(Stored items)
=-=-=
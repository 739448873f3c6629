use std::sync::Arc;
use std::thread::{self, JoinHandle};

use crossbeam_channel::{bounded, unbounded, Receiver, Sender};

use crate::common::{PageId, PoolError, Result, PAGE_SIZE};

use super::DiskManager;

type PageBuf = Box<[u8; PAGE_SIZE]>;

/// A disk I/O request queued for the background worker. Requests own their
/// buffers; results travel back on the per-request reply channel.
enum DiskRequest {
    Read {
        page_id: PageId,
        reply: Sender<Result<PageBuf>>,
    },
    Write {
        page_id: PageId,
        data: PageBuf,
        reply: Sender<Result<()>>,
    },
    Shutdown,
}

/// DiskScheduler funnels page I/O through a single background worker
/// thread. The `*_sync` entry points block until the worker has completed
/// the request, so callers get strictly serialized disk access without
/// holding the file lock themselves.
pub struct DiskScheduler {
    disk_manager: Arc<DiskManager>,
    request_sender: Sender<DiskRequest>,
    worker_handle: Option<JoinHandle<()>>,
}

impl DiskScheduler {
    /// Creates a scheduler over the given disk manager and spawns its
    /// worker thread.
    pub fn new(disk_manager: Arc<DiskManager>) -> Self {
        let (sender, receiver) = unbounded::<DiskRequest>();

        let dm = Arc::clone(&disk_manager);
        let worker_handle = thread::spawn(move || Self::run_worker(dm, receiver));

        Self {
            disk_manager,
            request_sender: sender,
            worker_handle: Some(worker_handle),
        }
    }

    /// Reads one page, blocking until the worker completes it.
    pub fn schedule_read_sync(&self, page_id: PageId, data: &mut [u8]) -> Result<()> {
        assert_eq!(data.len(), PAGE_SIZE);

        let (reply, done) = bounded(1);
        self.submit(DiskRequest::Read { page_id, reply })?;

        let buf = Self::await_reply(done)??;
        data.copy_from_slice(&buf[..]);
        Ok(())
    }

    /// Writes one page, blocking until the worker completes it.
    pub fn schedule_write_sync(&self, page_id: PageId, data: &[u8]) -> Result<()> {
        assert_eq!(data.len(), PAGE_SIZE);

        let mut buf: PageBuf = Box::new([0u8; PAGE_SIZE]);
        buf.copy_from_slice(data);

        let (reply, done) = bounded(1);
        self.submit(DiskRequest::Write {
            page_id,
            data: buf,
            reply,
        })?;

        Self::await_reply(done)?
    }

    /// Returns the underlying disk manager.
    pub fn disk_manager(&self) -> &Arc<DiskManager> {
        &self.disk_manager
    }

    fn submit(&self, request: DiskRequest) -> Result<()> {
        self.request_sender
            .send(request)
            .map_err(|_| PoolError::DiskScheduler("worker thread is gone".into()))
    }

    fn await_reply<T>(done: Receiver<Result<T>>) -> Result<Result<T>> {
        done.recv()
            .map_err(|_| PoolError::DiskScheduler("worker dropped the request".into()))
    }

    fn run_worker(disk_manager: Arc<DiskManager>, receiver: Receiver<DiskRequest>) {
        while let Ok(request) = receiver.recv() {
            match request {
                DiskRequest::Read { page_id, reply } => {
                    let mut buf: PageBuf = Box::new([0u8; PAGE_SIZE]);
                    let result = disk_manager
                        .read_page(page_id, &mut buf[..])
                        .map(|_| buf);
                    let _ = reply.send(result);
                }
                DiskRequest::Write {
                    page_id,
                    data,
                    reply,
                } => {
                    let _ = reply.send(disk_manager.write_page(page_id, &data[..]));
                }
                DiskRequest::Shutdown => break,
            }
        }
    }
}

impl Drop for DiskScheduler {
    fn drop(&mut self) {
        let _ = self.request_sender.send(DiskRequest::Shutdown);
        if let Some(handle) = self.worker_handle.take() {
            let _ = handle.join();
        }
    }
}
=-=-=
The records above should be repeated in full, exactly as given.

repository 739448873f3c6629
use std::sync::Arc;
use std::thread::{self, JoinHandle};

use crossbeam_channel::{bounded, unbounded, Receiver, Sender};

use crate::common::{PageId, PoolError, Result, PAGE_SIZE};

use super::DiskManager;

type PageBuf = Box<[u8; PAGE_SIZE]>;

/// A disk I/O request queued for the background worker. Requests own their
/// buffers; results travel back on the per-request reply channel.
enum DiskRequest {
    Read {
        page_id: PageId,
        reply: Sender<Result<PageBuf>>,
    },
    Write {
        page_id: PageId,
        data: PageBuf,
        reply: Sender<Result<()>>,
    },
    Shutdown,
}

/// DiskScheduler funnels page I/O through a single background worker
/// thread. The `*_sync` entry points block until the worker has completed
/// the request, so callers get strictly serialized disk access without
/// holding the file lock themselves.
pub struct DiskScheduler {
    disk_manager: Arc<DiskManager>,
    request_sender: Sender<DiskRequest>,
    worker_handle: Option<JoinHandle<()>>,
}

impl DiskScheduler {
    /// Creates a scheduler over the given disk manager and spawns its
    /// worker thread.
    pub fn new(disk_manager: Arc<DiskManager>) -> Self {
        let (sender, receiver) = unbounded::<DiskRequest>();

        let dm = Arc::clone(&disk_manager);
        let worker_handle = thread::spawn(move || Self::run_worker(dm, receiver));

        Self {
            disk_manager,
            request_sender: sender,
            worker_handle: Some(worker_handle),
        }
    }

    /// Reads one page, blocking until the worker completes it.
    pub fn schedule_read_sync(&self, page_id: PageId, data: &mut [u8]) -> Result<()> {
        assert_eq!(data.len(), PAGE_SIZE);

        let (reply, done) = bounded(1);
        self.submit(DiskRequest::Read { page_id, reply })?;

        let buf = Self::await_reply(done)??;
        data.copy_from_slice(&buf[..]);
        Ok(())
    }

    /// Writes one page, blocking until the worker completes it.
    pub fn schedule_write_sync(&self, page_id: PageId, data: &[u8]) -> Result<()> {
        assert_eq!(data.len(), PAGE_SIZE);

        let mut buf: PageBuf = Box::new([0u8; PAGE_SIZE]);
        buf.copy_from_slice(data);

        let (reply, done) = bounded(1);
        self.submit(DiskRequest::Write {
            page_id,
            data: buf,
            reply,
        })?;

        Self::await_reply(done)?
    }

    /// Returns the underlying disk manager.
    pub fn disk_manager(&self) -> &Arc<DiskManager> {
        &self.disk_manager
    }

    fn submit(&self, request: DiskRequest) -> Result<()> {
        self.request_sender
            .send(request)
            .map_err(|_| PoolError::DiskScheduler("worker thread is gone".into()))
    }

    fn await_reply<T>(done: Receiver<Result<T>>) -> Result<Result<T>> {
        done.recv()
            .map_err(|_| PoolError::DiskScheduler("worker dropped the request".into()))
    }

    fn run_worker(disk_manager: Arc<DiskManager>, receiver: Receiver<DiskRequest>) {
        while let Ok(request) = receiver.recv() {
            match request {
                DiskRequest::Read { page_id, reply } => {
                    let mut buf: PageBuf = Box::new([0u8; PAGE_SIZE]);
                    let result = disk_manager
                        .read_page(page_id, &mut buf[..])
                        .map(|_| buf);
                    let _ = reply.send(result);
                }
                DiskRequest::Write {
                    page_id,
                    data,
                    reply,
                } => {
                    let _ = reply.send(disk_manager.write_page(page_id, &data[..]));
                }
                DiskRequest::Shutdown => break,
            }
        }
    }
}

impl Drop for DiskScheduler {
    fn drop(&mut self) {
        let _ = self.request_sender.send(DiskRequest::Shutdown);
        if let Some(handle) = self.worker_handle.take() {
            let _ = handle.join();
        }
    }
}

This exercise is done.